Google isn't supporting phones that are years old. What this means, older versions of the mobile operating system that aren't anymore supported, come with vulnerabilities.
And speaking of Android, Google is always tracking you.
Also for Android users, smartphone manufacturers tend to add their own customization and third-party apps out of the box. In many cases, those apps contain multiple security and privacy flaws. And making things worse, those apps were pre-installed and cannot be removed.
If for example, the developers of the apps required read and write permission to access the phones among other things, the apps can literally gather your contact list, your phone calendar entries, your messages, your photos and more.
As for Apple, the company push major updates to their phones as long the hardware is capable of receiving the updates. What this means, iPhones are better product to hold in a long term, as long as Apple can still support them.
The next thing that should come in mind, is third-party apps.
Newer and famous apps from notable developers are updated more frequently. But unfortunately for old smartphone owners, these apps' developers cannot help you much if you have an outdated phone with outdated hardware and operating system.
The developers of the apps need to keep up with the fast moving mobile market demands, thus forcing them to focus on the majority of their users, who are more likely to own newer models of smartphones.
In other words, the older your phone the less the chances you can receive updates and new features for the apps. What this means, your phone is forced to use the outdated versions of the apps, even if they still work that is.
Making matters worse, your old phone in your pocket may also track you wherever you go, and consistently draining your mobile data and your device's battery.
And if your old phone was new when privacy wasn't even a thing yet, your phone may not have all the necessary options to restrict those apps from intruding your privacy.
The nature in how people use smartphones leaves them more vulnerable than when using PCs.
Compared to desktop computers, smartphones collect much more data about their users. With arrays of sensors, phones can gather all sorts of information, and this kind of information is often sent to analytics companies or tech companies, as well as data brokers.
Furthermore, old smartphones (even newer ones) don't have the protections that PCs have. And because old smartphones don't get updates and security patches, information leak as well as attack vectors are more than plenty, if compared to PCs.

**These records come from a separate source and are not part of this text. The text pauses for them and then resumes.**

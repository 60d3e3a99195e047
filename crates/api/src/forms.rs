//! Request bodies for `/convert` and `/annotate`.
//!
//! Both endpoints accept loosely-typed input. Raw fields are collected first,
//! then validated into typed values; validation runs to completion before
//! anything touches the filesystem or the task queue.

use std::collections::HashMap;
use std::path::{Path, PathBuf};

use axum::body::Bytes;
use axum::extract::{FromRequest, Multipart, Request};
use axum::http::header::CONTENT_TYPE;
use axum::Form;
use plm_core::annotation::{normalize_annotations, Annotation};
use plm_core::document_id::{decode_document_id, encode_document_id};
use plm_core::error::{CoreError, ErrorCode};
use plm_core::parsing::{normalize_tags, parse_bool, parse_tags};
use plm_core::paths::is_within;
use plm_core::task::{DocumentMigration, DocumentValidation, NamingMode, OutputKind, TaskConfig};
use plm_core::types::{normalize_document_label, normalize_project_id, timestamp_now};
use plm_history::AnnotationRequest;
use serde_json::{Map, Value};

use crate::config::ServerConfig;
use crate::error::AppError;
use crate::state::AppState;

/// Stored name for uploads whose file name is empty after sanitizing.
pub const FALLBACK_UPLOAD_NAME: &str = "upload.bin";

/// Multipart part whose contents stand in for the `annotations` field.
const ANNOTATIONS_FILE_PART: &str = "annotations_file";

// ---------------------------------------------------------------------------
// /convert
// ---------------------------------------------------------------------------

#[derive(Debug, Clone)]
pub struct UploadedFile {
    /// Base name only; directory components from the client are dropped.
    pub filename: String,
    pub data: Bytes,
}

/// Raw multipart fields of a `/convert` request.
#[derive(Debug, Default)]
pub struct ConvertForm {
    pub file: Option<UploadedFile>,
    pub annotations_file: Option<String>,
    fields: HashMap<String, String>,
}

impl ConvertForm {
    /// Drain a multipart stream. The first part carrying a file name is the
    /// upload; later file parts are ignored.
    pub async fn from_multipart(mut multipart: Multipart) -> Result<Self, AppError> {
        let mut form = ConvertForm::default();
        while let Some(field) = multipart
            .next_field()
            .await
            .map_err(|e| AppError::BadRequest(e.body_text()))?
        {
            let Some(name) = field.name().map(str::to_string) else {
                continue;
            };
            let filename = field.file_name().filter(|f| !f.is_empty()).map(str::to_string);
            let data = field
                .bytes()
                .await
                .map_err(|e| AppError::BadRequest(e.body_text()))?;

            match filename {
                Some(_) if name == ANNOTATIONS_FILE_PART => {
                    form.annotations_file = Some(String::from_utf8_lossy(&data).into_owned());
                }
                Some(filename) => {
                    if form.file.is_none() {
                        form.file = Some(UploadedFile {
                            filename: sanitize_filename(&filename),
                            data,
                        });
                    }
                }
                None => {
                    let value = String::from_utf8_lossy(&data).into_owned();
                    form.fields.insert(name, value);
                }
            }
        }
        Ok(form)
    }

    pub fn with_field(mut self, name: &str, value: &str) -> Self {
        self.fields.insert(name.to_string(), value.to_string());
        self
    }

    fn has(&self, name: &str) -> bool {
        self.fields.contains_key(name)
    }

    /// Trimmed field value; empty when absent.
    fn text(&self, name: &str) -> &str {
        self.fields.get(name).map(|v| v.trim()).unwrap_or_default()
    }

    fn flag(&self, name: &str) -> bool {
        parse_bool(self.text(name))
    }

    /// Validate every field, in the order clients observe errors:
    /// file, plugin, emit, annotations, document target, document schema,
    /// converter CLI.
    pub fn validate(mut self, config: &ServerConfig) -> Result<ConvertSubmission, CoreError> {
        let Some(file) = self.file.take() else {
            return Err(CoreError::validation(ErrorCode::MissingFile, "missing file"));
        };

        let plugin = self.select_plugin(&file.filename, config)?;
        let emit = OutputKind::parse_list(self.text("emit"))?;
        let annotations = self.annotations()?;
        let document_target = self.document_target()?;
        let document_schema = self.document_schema(config)?;
        let convert_cli = self.convert_cli(config)?;

        let migration = self.flag("migrate_document").then(|| DocumentMigration {
            target: document_target,
            backup: self.flag("document_backup"),
        });
        let validation = self
            .flag("validate_document")
            .then(|| DocumentValidation {
                schema: document_schema,
            });

        let wait = !self.flag("async") && (!self.has("wait") || self.flag("wait"));
        let wait_timeout = self
            .text("wait_timeout")
            .parse::<f64>()
            .ok()
            .filter(|t| t.is_finite())
            .map(|t| t.max(0.0));

        let document_label = match self.text("document_label") {
            "" => file.filename.clone(),
            label => label.to_string(),
        };

        Ok(ConvertSubmission {
            plugin,
            emit,
            naming: NamingMode::from_flags(self.flag("hash_names"), self.flag("keep_legacy_names")),
            convert_cli,
            migration,
            validation,
            project_id: self.text("project_id").to_string(),
            document_label,
            owner: self.text("owner").to_string(),
            tags: parse_tags(self.text("tags")),
            revision_note: self.text("revision_note").to_string(),
            annotations,
            wait,
            wait_timeout,
            file,
        })
    }

    fn select_plugin(&self, filename: &str, config: &ServerConfig) -> Result<PathBuf, CoreError> {
        let plugin = match self.text("plugin") {
            "" => match config.plugin_map.for_filename(filename) {
                Some(mapped) => {
                    tracing::debug!(plugin = %mapped.display(), filename, "Auto-selected plugin");
                    Some(mapped.to_path_buf())
                }
                None => config.default_plugin.clone(),
            },
            explicit => Some(config.resolve(explicit)),
        };

        let plugin =
            plugin.ok_or_else(|| CoreError::validation(ErrorCode::MissingPlugin, "missing plugin"))?;
        if !plugin.exists() {
            return Err(CoreError::validation(ErrorCode::PluginNotFound, "plugin not found"));
        }
        if !config.plugin_allowlist.allows(&plugin) {
            return Err(CoreError::forbidden(ErrorCode::PluginNotAllowed, "plugin not allowed"));
        }
        Ok(plugin)
    }

    fn annotations(&self) -> Result<Vec<Annotation>, CoreError> {
        let now = timestamp_now();
        let raw = match self.text("annotations") {
            "" => self.annotations_file.as_deref().map(str::trim).unwrap_or_default(),
            raw => raw,
        };

        let mut annotations = if raw.is_empty() {
            Vec::new()
        } else {
            let parsed: Value = serde_json::from_str(raw).map_err(|_| {
                CoreError::validation(ErrorCode::InvalidAnnotationsJson, "invalid annotations json")
            })?;
            normalize_annotations(&parsed, &now)
        };

        if let Some(annotation) = inline_annotation(
            self.text("annotation_text"),
            self.text("annotation_author"),
            self.text("annotation_kind"),
            &now,
        ) {
            annotations.push(annotation);
        }
        Ok(annotations)
    }

    fn document_target(&self) -> Result<u32, CoreError> {
        match self.text("document_target") {
            "" => Ok(0),
            raw => raw.parse::<u32>().map_err(|_| {
                CoreError::validation(ErrorCode::InvalidDocumentTarget, "invalid document_target")
            }),
        }
    }

    fn document_schema(&self, config: &ServerConfig) -> Result<Option<PathBuf>, CoreError> {
        let raw = self.text("document_schema");
        if raw.is_empty() {
            return Ok(None);
        }
        let schema = config.resolve(raw);
        if !is_within(&schema, &config.serve_root) {
            return Err(CoreError::forbidden(
                ErrorCode::DocumentSchemaNotAllowed,
                "document_schema not allowed",
            ));
        }
        if !schema.exists() {
            return Err(CoreError::validation(
                ErrorCode::DocumentSchemaNotFound,
                "document_schema not found",
            ));
        }
        Ok(Some(schema))
    }

    fn convert_cli(&self, config: &ServerConfig) -> Result<Option<PathBuf>, CoreError> {
        let cli = match self.text("convert_cli") {
            "" => config.default_convert_cli.clone(),
            explicit => Some(config.resolve(explicit)),
        };
        let Some(cli) = cli else {
            return Ok(None);
        };
        if !cli.exists() {
            return Err(CoreError::validation(
                ErrorCode::ConvertCliNotFound,
                "convert_cli not found",
            ));
        }
        if !config.cli_allowlist.allows(&cli) {
            return Err(CoreError::forbidden(
                ErrorCode::ConvertCliNotAllowed,
                "convert_cli not allowed",
            ));
        }
        Ok(Some(cli))
    }
}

Last but not least, people rarely turn off their phones when they sleep at night, or as often as they shut down their PCs. As a result, smartphones are generally sending and collecting data 24 hours a day.
In other words, your phone can be leaking your personal data just about everywhere.
What you need to know here is that, the price you pay for a smartphone, is the price you pay for that device to protect your data. So economically speaking, the disadvantages are with those who can't afford to buy luxury high-end phones like iPhones, or Android flagship phones that offer better privacy protection.
What this means, billions of people across the world have little to no choice other than to sacrifice their privacy and security, if they want to go online.
However, your phone is your thing, and nobody can force you to switch or to buy newer phones. The choice is yours.